Below are entries; work out how many of their lines include the string "candles", and reply with the number only.

Stored items
<<<<

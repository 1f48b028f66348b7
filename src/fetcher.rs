// src/fetcher.rs - rate-limit-aware candle fetching with a per-series cache
use std::future::Future;
use std::sync::Arc;
use std::time::{Duration, Instant};

use dashmap::DashMap;
use log::{debug, warn};

use crate::errors::ScannerError;
use crate::provider::{MarketDataProvider, KLINE_LIMIT};
use crate::types::{Candle, Timeframe};

/// Ceiling on a single backoff pause; an oversized retry budget waits at
/// this cadence instead of overflowing the exponent.
const MAX_BACKOFF: Duration = Duration::from_secs(60);

/// Retry an operation on throttling responses with exponential backoff
/// (`base_delay * 2^attempt`, clamped to [`MAX_BACKOFF`]). Any non-throttle
/// error propagates immediately; exhausting the retries surfaces the last
/// throttle error.
pub async fn with_retry<T, Fut, F>(
    label: &str,
    max_retries: u32,
    base_delay: Duration,
    mut op: F,
) -> Result<T, ScannerError>
where
    F: FnMut() -> Fut,
    Fut: Future<Output = Result<T, ScannerError>>,
{
    let mut attempt = 0u32;
    loop {
        match op().await {
            Ok(value) => return Ok(value),
            Err(e) if e.is_throttled() && attempt < max_retries => {
                let delay = base_delay
                    .saturating_mul(2u32.saturating_pow(attempt))
                    .min(MAX_BACKOFF);
                warn!(
                    "⏳ [FETCH] {} throttled, retry {}/{} in {}ms",
                    label,
                    attempt + 1,
                    max_retries,
                    delay.as_millis()
                );
                tokio::time::sleep(delay).await;
                attempt += 1;
            }
            Err(e) => return Err(e),
        }
    }
}

struct CachedSeries {
    candles: Arc<Vec<Candle>>,
    fetched_at: Instant,
}

/// Issues candle-series requests, absorbing provider throttling with bounded
/// backoff and serving repeat requests from a per-(symbol, timeframe) cache.
///
/// Entries are replaced wholesale on refresh, never mutated; dashmap gives
/// the key-level concurrent-readers/single-writer discipline the cache needs.
pub struct RateLimitedFetcher {
    provider: Arc<dyn MarketDataProvider>,
    cache: DashMap<(String, Timeframe), CachedSeries>,
    ttl: Duration,
    max_retries: u32,
    base_delay: Duration,
}

impl RateLimitedFetcher {
    pub fn new(
        provider: Arc<dyn MarketDataProvider>,
        ttl: Duration,
        max_retries: u32,
        base_delay: Duration,
    ) -> Self {
        Self {
            provider,
            cache: DashMap::new(),
            ttl,
            max_retries,
            base_delay,
        }
    }

    /// Last 100 candles for (symbol, timeframe), fresh-from-cache or fetched.
    /// A failure here means "timeframe unavailable this cycle", not a fatal
    /// batch error.
    pub async fn fetch_series(
        &self,
        symbol: &str,
        timeframe: Timeframe,
    ) -> Result<Arc<Vec<Candle>>, ScannerError> {
        let key = (symbol.to_string(), timeframe);
        if let Some(entry) = self.cache.get(&key) {
            if entry.fetched_at.elapsed() < self.ttl {
                debug!("📦 [FETCH] cache hit for {}/{}", symbol, timeframe);
                return Ok(entry.candles.clone());
            }
        }

        let label = format!("{}/{}", symbol, timeframe);
        let candles = with_retry(&label, self.max_retries, self.base_delay, || {
            self.provider.klines(symbol, timeframe, KLINE_LIMIT)
        })
        .await?;

        debug!("🕯️ [FETCH] fetched {} candles for {}", candles.len(), label);
        let candles = Arc::new(candles);
        self.cache.insert(
            key,
            CachedSeries {
                candles: candles.clone(),
                fetched_at: Instant::now(),
            },
        );
        Ok(candles)
    }
}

>>>>

• [RESULT]: 8